What Gen Z Is Teaching the Rest of Us About Work – And Why Leaders Should Listen

There’s a quiet revolution happening in workplaces. It’s not being driven by consultants, strategy decks, or leadership off-sites. It’s being driven by the youngest generation in the room – and the most progressive leaders are beginning to pay close attention.

In a recent episode of the #FromXtoZ podcast, Danielle Farage and I explored what happens when generations stop talking past each other and start genuinely trying to learn from one another, and we talked around some important truths about where work is heading.

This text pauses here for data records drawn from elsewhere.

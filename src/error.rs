//! Structured error values shared by the client and server engines.
//!
//! Errors here are **values**, not exceptions: they travel inside the wire
//! envelope, through middleware chains, and out of public APIs as the `Err`
//! arm of [`Result`]. The shape mirrors the wire layout exactly:
//! `message` (required), `category`, `code`, and a free-form `details` map.
//!
//! Equality is field-by-field, which makes errors convenient to assert on in
//! tests and to compare across a round-trip.

use serde::{Deserialize, Serialize};
use serde_json::{Map as JsonMap, Value};

/// Common result alias for the runtime.
pub type Result<T, E = Error> = std::result::Result<T, E>;

/// Well-known error categories produced by the engines.
///
/// The set is open: servers may put any string into `category`; these are the
/// ones the runtime itself emits.
pub mod category {
    /// Input failed required-field validation.
    pub const VALIDATION: &str = "ValidationError";
    /// The client received a non-2xx HTTP status.
    pub const HTTP: &str = "HTTPError";
    /// A per-attempt deadline expired.
    pub const TIMEOUT: &str = "TimeoutError";
    /// Malformed or oversized SSE payload.
    pub const PROTOCOL: &str = "ProtocolError";
    /// Precondition failure before any transport call.
    pub const CLIENT: &str = "ClientError";
    /// Stream or request transport interruption.
    pub const CONNECTION: &str = "ConnectionError";
}

/// Machine-readable error codes produced by the engines.
pub mod code {
    pub const MISSING_REQUIRED_FIELD: &str = "MISSING_REQUIRED_FIELD";
    pub const BAD_STATUS: &str = "BAD_STATUS";
    pub const MESSAGE_TOO_LARGE: &str = "MESSAGE_TOO_LARGE";
    pub const REQUEST_TIMEOUT: &str = "REQUEST_TIMEOUT";
    pub const ENCODE_INPUT: &str = "ENCODE_INPUT";
    pub const UNKNOWN_OPERATION: &str = "UNKNOWN_OPERATION";
    pub const CONNECT_FAILED: &str = "CONNECT_FAILED";
}

/// Structured RPC error.
///
/// `message` is always non-empty for errors produced by the runtime. The
/// optional fields are omitted from the wire when absent.
#[derive(Debug, Clone, PartialEq, Serialize, Deserialize, thiserror::Error)]
#[error("{message}")]
pub struct Error {
    pub message: String,
    #[serde(skip_serializing_if = "Option::is_none", default)]
    pub category: Option<String>,
    #[serde(skip_serializing_if = "Option::is_none", default)]
    pub code: Option<String>,
    #[serde(skip_serializing_if = "Option::is_none", default)]
    pub details: Option<JsonMap<String, Value>>,
}

impl Error {
    /// Plain error with only a message.
    pub fn new(message: impl Into<String>) -> Self {
        Self {
            message: message.into(),
            category: None,
            code: None,
            details: None,
        }
    }

    /// Validation error for a missing required field.
    ///
    /// Produces `{category: "ValidationError", code: "MISSING_REQUIRED_FIELD"}`
    /// with the given message, e.g. `"field text is required"`.
    pub fn missing_required_field(message: impl Into<String>) -> Self {
        Self::new(message)
            .with_category(category::VALIDATION)
            .with_code(code::MISSING_REQUIRED_FIELD)
    }

    /// Wrap any displayable value as a plain `{message}` error.
    ///
    /// This is the catch-all conversion the engines apply to foreign errors
    /// (I/O, serde, transport) before they cross the wire. An [`Error`] is
    /// already an error value and never needs wrapping.
    pub fn wrap(err: impl std::fmt::Display) -> Self {
        Self::new(err.to_string())
    }

    pub fn with_category(mut self, category: impl Into<String>) -> Self {
        self.category = Some(category.into());
        self
    }

    pub fn with_code(mut self, code: impl Into<String>) -> Self {
        self.code = Some(code.into());
        self
    }

    /// Attach one detail entry, creating the map on first use.
    pub fn with_detail(mut self, key: impl Into<String>, value: Value) -> Self {
        self.details
            .get_or_insert_with(JsonMap::new)
            .insert(key.into(), value);
        self
    }

    /// Whether this error carries the given category.
    pub fn is_category(&self, category: &str) -> bool {
        self.category.as_deref() == Some(category)
    }

    /// Whether this error carries the given code.
    pub fn is_code(&self, code: &str) -> bool {
        self.code.as_deref() == Some(code)
    }
}

impl From<serde_json::Error> for Error {
    fn from(e: serde_json::Error) -> Self {
        Error::new(format!("json error: {e}"))
    }
}

impl From<std::io::Error> for Error {
    fn from(e: std::io::Error) -> Self {
        Error::new(format!("io error: {e}")).with_category(category::CONNECTION)
    }
}

#[cfg(test)]
mod tests {
    use super::*;
    use serde_json::json;

    #[test]
    fn missing_required_field_shape() {
        let e = Error::missing_required_field("field text is required");
        assert_eq!(e.message, "field text is required");
        assert!(e.is_category(category::VALIDATION));
        assert!(e.is_code(code::MISSING_REQUIRED_FIELD));
        assert!(e.details.is_none());
    }

    #[test]
    fn equality_is_by_all_fields() {
        let a = Error::new("boom").with_code(code::BAD_STATUS);
        let b = Error::new("boom").with_code(code::BAD_STATUS);
        let c = Error::new("boom");
        assert_eq!(a, b);
        assert_ne!(a, c);
    }

    #[test]
    fn optional_fields_omitted_on_wire() {
        let v = serde_json::to_value(Error::new("plain")).unwrap();
        assert_eq!(v, json!({"message": "plain"}));

        let v = serde_json::to_value(
            Error::new("full")
                .with_category(category::HTTP)
                .with_code(code::BAD_STATUS)
                .with_detail("status", json!(502)),
        )
        .unwrap();
        assert_eq!(
            v,
            json!({
                "message": "full",
                "category": "HTTPError",
                "code": "BAD_STATUS",
                "details": {"status": 502}
            })
        );
    }

    #[test]
    fn wrap_foreign_error() {
        let e = Error::wrap(std::fmt::Error);
        assert!(!e.message.is_empty());
        assert!(e.category.is_none());
    }

    #[test]
    fn roundtrip_preserves_fields() {
        let e = Error::new("oops")
            .with_category(category::PROTOCOL)
            .with_code(code::MESSAGE_TOO_LARGE)
            .with_detail("limit", json!(64));
        let back: Error = serde_json::from_str(&serde_json::to_string(&e).unwrap()).unwrap();
        assert_eq!(e, back);
    }
}
//! Crate version helpers and compile-time metadata.

/// Crate semantic version from Cargo.toml.
pub const CRATE_VERSION: &str = env!("CARGO_PKG_VERSION");

/// Returns the crate semantic version (e.g., `"0.1.0"`).
#[inline]
pub fn version() -> &'static str {
    CRATE_VERSION
}

/// Returns a concise User-Agent string, e.g. `strand-rpc/0.1.0`.
pub fn user_agent() -> String {
    format!("strand-rpc/{CRATE_VERSION}")
}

The Learning Goes Both Ways

We’ve long talked about mentoring as something that flows in one direction: from experience to youth. But leaders across industries are increasingly discovering that Gen Z employees are reshaping how they think about work – not by demanding things, but by modelling different behaviours.

Leaving on time. Taking a proper lunch break. Treating well-being as non-negotiable. To some, this sounds like entitlement, though to the more thoughtful observer it should look like a healthier relationship with work – and as one agency founder we quoted in the conversation said, ‘it’s “infectious” in the best possible way’. When younger employees model boundaries, it gives everyone else permission to do the same.

Why the Relationship With Work Has Changed

For previous generations, the logic of work was simple: put in the hours, climb the ladder, earn enough to buy a home, build a life. That contract has broken down. Home ownership for younger workers is increasingly out of reach without family help, and the traditional rungs of the corporate ladder – becoming a manager by 30, holding that title for 30 years – no longer carry the same meaning or reward.

Without those milestones, what fills that gap? Fulfilment. Connection. Purpose. A sense of being part of something larger than a job description. Gen Z isn’t lazy – they’re redirecting their energy toward the parts of work that still feel meaningful, and they’re asking organisations to meet them there.

The Accountability Gap

There are many aspects to consider. Danielle shared an example of Gen Z employees making a decision – like taking an unplanned day off because a pet was unwell – that tends to frustrate managers and colleagues. Her point, though, was more nuanced: the issue often isn’t the decision itself, but a gap in understanding its impact.

When you start your career remotely, you miss out on the social cues that teach you how your absence lands with a team. You don’t see the eye rolls, feel the tension, or absorb the unspoken norms. Good leadership means closing that gap through honest conversation – not judgment, but clarity about impact and expectation.

Mental Health: Progress, But Not Enough

One data point we talked about came from Deloitte’s Gen Z & Millennial survey, that only 52% of Gen Z workers feel comfortable speaking openly with their manager about mental health challenges, with 27% worrying that managers would be judgmental and possibly discriminate.

This matters. Gen Z is often characterised as the generation that ‘talks about mental health’ – but the reality is that many still feel unsafe doing so at work. The cultural shift we’ve seen is real but incomplete, and it’s a reminder that psychological safety can’t be assumed just because a company has a wellness policy.

What Intergenerational Harmony Actually Looks Like

Intergenerational harmony isn’t about one generation deferring to another. It’s about recognising that a workforce spanning three or four generations holds a remarkable breadth of knowledge, experience, and perspectives – and that unlocking that requires genuine listening on all sides. Just like the mutual respect that Danielle and I have for each other’s viewpoints in our regular podcasts, managers and leaders need to create an environment where ideas, experiences and perspectives can be shared and discussed without fear of judgment.

This is how we believe organisations should approach managing and maximising the impact of intergenerational workforces. Gen Z brings entrepreneurial energy, comfort with change, and a fresh lens on what makes work worth doing. More experienced colleagues bring context, resilience, and hard-won wisdom about how organisations actually function. Neither is sufficient on its own.

The Takeaways for Leaders

The organisations that will thrive are the ones that resist the temptation to dismiss generational differences as a problem to manage, and instead treat them as a source of competitive advantage. That means creating the conditions for honest, respectful dialogue across generations – and being willing, as a leader, to be the student as well as the teacher.

Because when a younger colleague shows you that you can do excellent work and still leave on time – and you let that land – everyone benefits.